How do I feel about all the kids leaving the house? My last one off to college?
Well damn first I feel like 100% I did the most incredible job. Like those kids were my life. I am shoving them out with whimsy, hopefully, most importantly, and otherwise they have all the rest you know book learnin and knowhow and such.
When we lost that last game we LOST that last game and part of me was relieved I never have to sit through another game worrying about whether they will win but then sitting through those games and watching how a girl can fiercely rip a ball from another girl and that's in THE RULES, and the winning and the losing and the fighting and the comraderie and the laughs and the hair braiding and feeding and listening to and comforting and crying
Basketball is the same as making a life. Raising the kids. I think that's why seeing them lose that last game was like oh no
I was so liking them all
They were my life
Nathan and I went to Blowe's to get some chain and hook n eyes and somehow in the planetary space that is Blowe's, in the same aisle we pass a guy who drops his cane and Nathan stoops to pick it up and give it back and then we're standing looking at hardware and this lady says hi and it's this lady from Stonehurst, the mom that was ahead of me in the line of moms, she lives on our street, her husband had had a stroke years ago, and there he was, the guy with the cane
She's the reason my kids went to local schools and had good teachers and helped me make sure my kids grew up happily at our Verdugo High School. I told her all these things. She said we always call you the Beautiful Family. Oh that's the Beautiful Family.

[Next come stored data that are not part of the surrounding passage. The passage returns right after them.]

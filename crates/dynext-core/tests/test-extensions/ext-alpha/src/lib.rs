//! Test module providing one extension per interface.

use dynext_sdk::export_extensions;
use test_interfaces::{IExt1, IExt2};

#[derive(Default)]
pub struct Ext1;

impl IExt1 for Ext1 {
    fn test1(&self) -> i32 {
        42
    }
}

#[derive(Default)]
pub struct Ext2;

impl IExt2 for Ext2 {
    fn test2(&self) -> String {
        "Hello from Ext2".to_string()
    }
}

export_extensions! {
    Ext1 => dyn IExt1 as "IExt1" {
        name: "Ext1",
        version: 100,
        description: "extension 1 for testing purposes",
        metadata: { "author" => "Alice", "company" => "MyCorp" },
    }
    Ext2 => dyn IExt2 as "dynext::IExt2" {
        name: "Ext2",
        version: 100,
        description: "extension 3 for testing purposes",
        metadata: { "author" => "Carol", "company" => "MyCorp" },
    }
}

The next day I was walking around doing my chores and thinking someone thinks we're the Beautiful Family.
There's so much struggle in your own mind, are you doing things right, are you terrible, are you happy enough, is this decision the right one, and these raising kids years, there's no possible way in the WORLD with the amount of things flying at you each day that you can navigate it without occasionally dropping things into the storm drain and watching it wash away. You can't possibly have the right compartments for everyTHING, that's why the garage is its own wasteland, why Bess has a therapist, and then you add in global disasters and dementia and you got a real stew cookin.
But how do I feel about the kids all leaving home?
I feel so happy that I got to be in every brownie batter we ever made.
I got to be at every game.
I got to be in love with all these girls and with their total commitment to protecting the ball.
I want to be more like myself. They're just starting out, they don't even know themselves, but I have lived a life and I know what matters. Watching, loving, showing up, not missing a minute. Being there for the team. For the beautiful family.
I did that right, for all of us, me included.